Human CD34+ progenitor hematopoiesis in liquid culture for in vitro assessment of drug-induced myelotoxicity

Utilization of validated CFU-GM assays for myelotoxicity screening is hampered by its labor-intensive and low-throughput nature. Herein, we transformed the defined CFU-GM assay conditions and IC₉₀ endpoint into a higher throughput format. Human CD34⁺ hematopoietic progenitors were cultured in a 96-well plate for 14 days with the same cytokine (rhGM-CSF) used in the CFU-GM assay. Expansion and differentiation toward myeloid lineages were manifested by characteristic changes in nuclear and cytoplasmic morphology and by temporal expression patterns of CD34, CD11b and CD13 markers. Inhibition of CD34⁺ cell myelopoiesis by 12 anticancer drugs known to induce myelotoxicity in the clinic was quantifiable using either general cytotoxicity endpoints (cell growth area or total nucleus count) or lineage specific readouts (count of cells expressing CD11b and/or CD13).

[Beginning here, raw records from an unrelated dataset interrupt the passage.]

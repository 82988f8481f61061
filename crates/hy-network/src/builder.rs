//! Incremental network construction.

use log::debug;

use hy_core::{IntersectionId, LaneId};

use crate::network::{Connector, ConnectorOf, IntersectionSpec, LaneEnd, LaneSpec, Network, Phase};
use crate::{NetworkError, NetworkResult};

/// Construct a [`Network`] incrementally, then call [`build`](Self::build).
///
/// Lanes are added first, then joined to each other or to intersections.
/// Connector lanes are created per phase with [`add_connector`]; their
/// speed limit is the outgoing lane's.
///
/// # Example
///
/// ```
/// use hy_network::NetworkBuilder;
///
/// let mut b = NetworkBuilder::new();
/// let a = b.add_lane(200.0, 15.0);
/// let c = b.add_lane(150.0, 15.0);
/// b.connect(a, c).unwrap();
/// let net = b.build().unwrap();
/// assert_eq!(net.lane_count(), 2);
/// ```
///
/// [`add_connector`]: Self::add_connector
#[derive(Default)]
pub struct NetworkBuilder {
    lanes:         Vec<LaneSpec>,
    intersections: Vec<IntersectionSpec>,
}

impl NetworkBuilder {
    pub fn new() -> Self {
        Self::default()
    }

    /// Add an unattached lane (both ends on the network boundary).
    pub fn add_lane(&mut self, length: f64, speed_limit: f64) -> LaneId {
        let id = LaneId(self.lanes.len() as u32);
        self.lanes.push(LaneSpec::new(length, speed_limit));
        id
    }

    pub fn lane_count(&self) -> usize {
        self.lanes.len()
    }

    /// Join the end of `upstream` to the start of `downstream`.
    pub fn connect(&mut self, upstream: LaneId, downstream: LaneId) -> NetworkResult<()> {
        self.check_lane(upstream)?;
        self.check_lane(downstream)?;
        if self.lanes[upstream.index()].end != LaneEnd::Boundary {
            return Err(NetworkError::AlreadyAttached(upstream));
        }
        if self.lanes[downstream.index()].start != LaneEnd::Boundary {
            return Err(NetworkError::AlreadyAttached(downstream));
        }
        self.lanes[upstream.index()].end = LaneEnd::Lane(downstream);
        self.lanes[downstream.index()].start = LaneEnd::Lane(upstream);
        Ok(())
    }

    /// Make the end of `lane` a dead end.
    pub fn close_end(&mut self, lane: LaneId) -> NetworkResult<()> {
        self.check_lane(lane)?;
        self.lanes[lane.index()].end = LaneEnd::Closed;
        Ok(())
    }

    /// Record lane-change neighbours of `lane`.
    pub fn set_neighbors(
        &mut self,
        lane: LaneId,
        left: Option<LaneId>,
        right: Option<LaneId>,
    ) -> NetworkResult<()> {
        self.check_lane(lane)?;
        for n in left.iter().chain(right.iter()) {
            self.check_lane(*n)?;
        }
        let spec = &mut self.lanes[lane.index()];
        spec.left = left;
        spec.right = right;
        Ok(())
    }

    /// Add an intersection joining `incoming` lane ends to `outgoing` lane
    /// starts.  Slot numbers are positions in the two slices.
    pub fn add_intersection(
        &mut self,
        incoming: &[LaneId],
        outgoing: &[LaneId],
    ) -> NetworkResult<IntersectionId> {
        let id = IntersectionId(self.intersections.len() as u32);
        for &l in incoming {
            self.check_lane(l)?;
            if self.lanes[l.index()].end != LaneEnd::Boundary {
                return Err(NetworkError::AlreadyAttached(l));
            }
        }
        for &l in outgoing {
            self.check_lane(l)?;
            if self.lanes[l.index()].start != LaneEnd::Boundary {
                return Err(NetworkError::AlreadyAttached(l));
            }
        }
        for (slot, &l) in incoming.iter().enumerate() {
            self.lanes[l.index()].end = LaneEnd::Intersection { id, slot };
        }
        for (slot, &l) in outgoing.iter().enumerate() {
            self.lanes[l.index()].start = LaneEnd::Intersection { id, slot };
        }
        self.intersections.push(IntersectionSpec {
            incoming: incoming.to_vec(),
            outgoing: outgoing.to_vec(),
            phases:   Vec::new(),
        });
        Ok(id)
    }

    /// Append a phase of `duration` seconds and return its index.
    pub fn add_phase(&mut self, intersection: IntersectionId, duration: f64) -> NetworkResult<usize> {
        let spec = self
            .intersections
            .get_mut(intersection.index())
            .ok_or(NetworkError::UnknownIntersection(intersection))?;
        spec.phases.push(Phase { duration, connectors: Vec::new() });
        Ok(spec.phases.len() - 1)
    }

    /// Create the connector lane for movement `in_slot → out_slot` during
    /// `phase`.
    pub fn add_connector(
        &mut self,
        intersection: IntersectionId,
        phase: usize,
        in_slot: usize,
        out_slot: usize,
        length: f64,
    ) -> NetworkResult<LaneId> {
        let spec = self
            .intersections
            .get(intersection.index())
            .ok_or(NetworkError::UnknownIntersection(intersection))?;
        if phase >= spec.phases.len() {
            return Err(NetworkError::UnknownPhase { intersection, phase });
        }
        let &from = spec.incoming.get(in_slot).ok_or(NetworkError::BadSlot {
            intersection,
            side: "incoming",
            slot: in_slot,
        })?;
        let &to = spec.outgoing.get(out_slot).ok_or(NetworkError::BadSlot {
            intersection,
            side: "outgoing",
            slot: out_slot,
        })?;

        let speed_limit = self.lanes[to.index()].speed_limit;
        let lane = self.add_lane(length, speed_limit);
        let lane_spec = &mut self.lanes[lane.index()];
        lane_spec.start = LaneEnd::Lane(from);
        lane_spec.end = LaneEnd::Lane(to);
        lane_spec.connector = Some(ConnectorOf { intersection, phase });

        self.intersections[intersection.index()].phases[phase]
            .connectors
            .push(Connector { in_slot, out_slot, lane });
        Ok(lane)
    }

    /// Validate and produce the [`Network`].
    pub fn build(self) -> NetworkResult<Network> {
        for (i, lane) in self.lanes.iter().enumerate() {
            let id = LaneId(i as u32);
            if !(lane.length > 0.0 && lane.length.is_finite()) {
                return Err(NetworkError::BadLength { lane: id, length: lane.length });
            }
            if !(lane.speed_limit > 0.0 && lane.speed_limit.is_finite()) {
                return Err(NetworkError::BadSpeedLimit { lane: id, speed_limit: lane.speed_limit });
            }
        }

        for (i, spec) in self.intersections.iter().enumerate() {
            let id = IntersectionId(i as u32);
            if spec.phases.is_empty() {
                return Err(NetworkError::NoPhases(id));
            }
            for (p, phase) in spec.phases.iter().enumerate() {
                if !(phase.duration > 0.0 && phase.duration.is_finite()) {
                    return Err(NetworkError::BadDuration {
                        intersection: id,
                        phase:        p,
                        duration:     phase.duration,
                    });
                }
                check_unique_slots(id, p, phase.connectors.iter().map(|c| c.in_slot), "incoming")?;
                check_unique_slots(id, p, phase.connectors.iter().map(|c| c.out_slot), "outgoing")?;
            }
        }

        let connectors = self.lanes.iter().filter(|l| l.is_connector()).count();
        debug!(
            "network built: {} lanes ({} connectors), {} intersections",
            self.lanes.len(),
            connectors,
            self.intersections.len()
        );

        Ok(Network { lanes: self.lanes, intersections: self.intersections })
    }

    fn check_lane(&self, id: LaneId) -> NetworkResult<()> {
        if id.index() < self.lanes.len() {
            Ok(())
        } else {
            Err(NetworkError::UnknownLane(id))
        }
    }
}

fn check_unique_slots(
    intersection: IntersectionId,
    phase: usize,
    slots: impl Iterator<Item = usize>,
    side: &'static str,
) -> NetworkResult<()> {
    let mut seen: Vec<usize> = Vec::new();
    for slot in slots {
        if seen.contains(&slot) {
            return Err(NetworkError::ConflictingConnector { intersection, phase, side, slot });
        }
        seen.push(slot);
    }
    Ok(())
}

The IC₅₀ and IC₉₀ values derived from the concentration-response curves of 14-day drug exposure in CD34⁺ cell culture were highly correlated with those from the international validation study of the CFU-GM assay, demonstrating capability to assess general cytotoxicity, cell proliferation and myelopoiesis simultaneously. These results suggest that this human CD34⁺ hematopoietic progenitor cell assay can be used as a direct replacement for the validated, low throughput CFU-GM assay, and could expand application of in vitro myelotoxicity testing.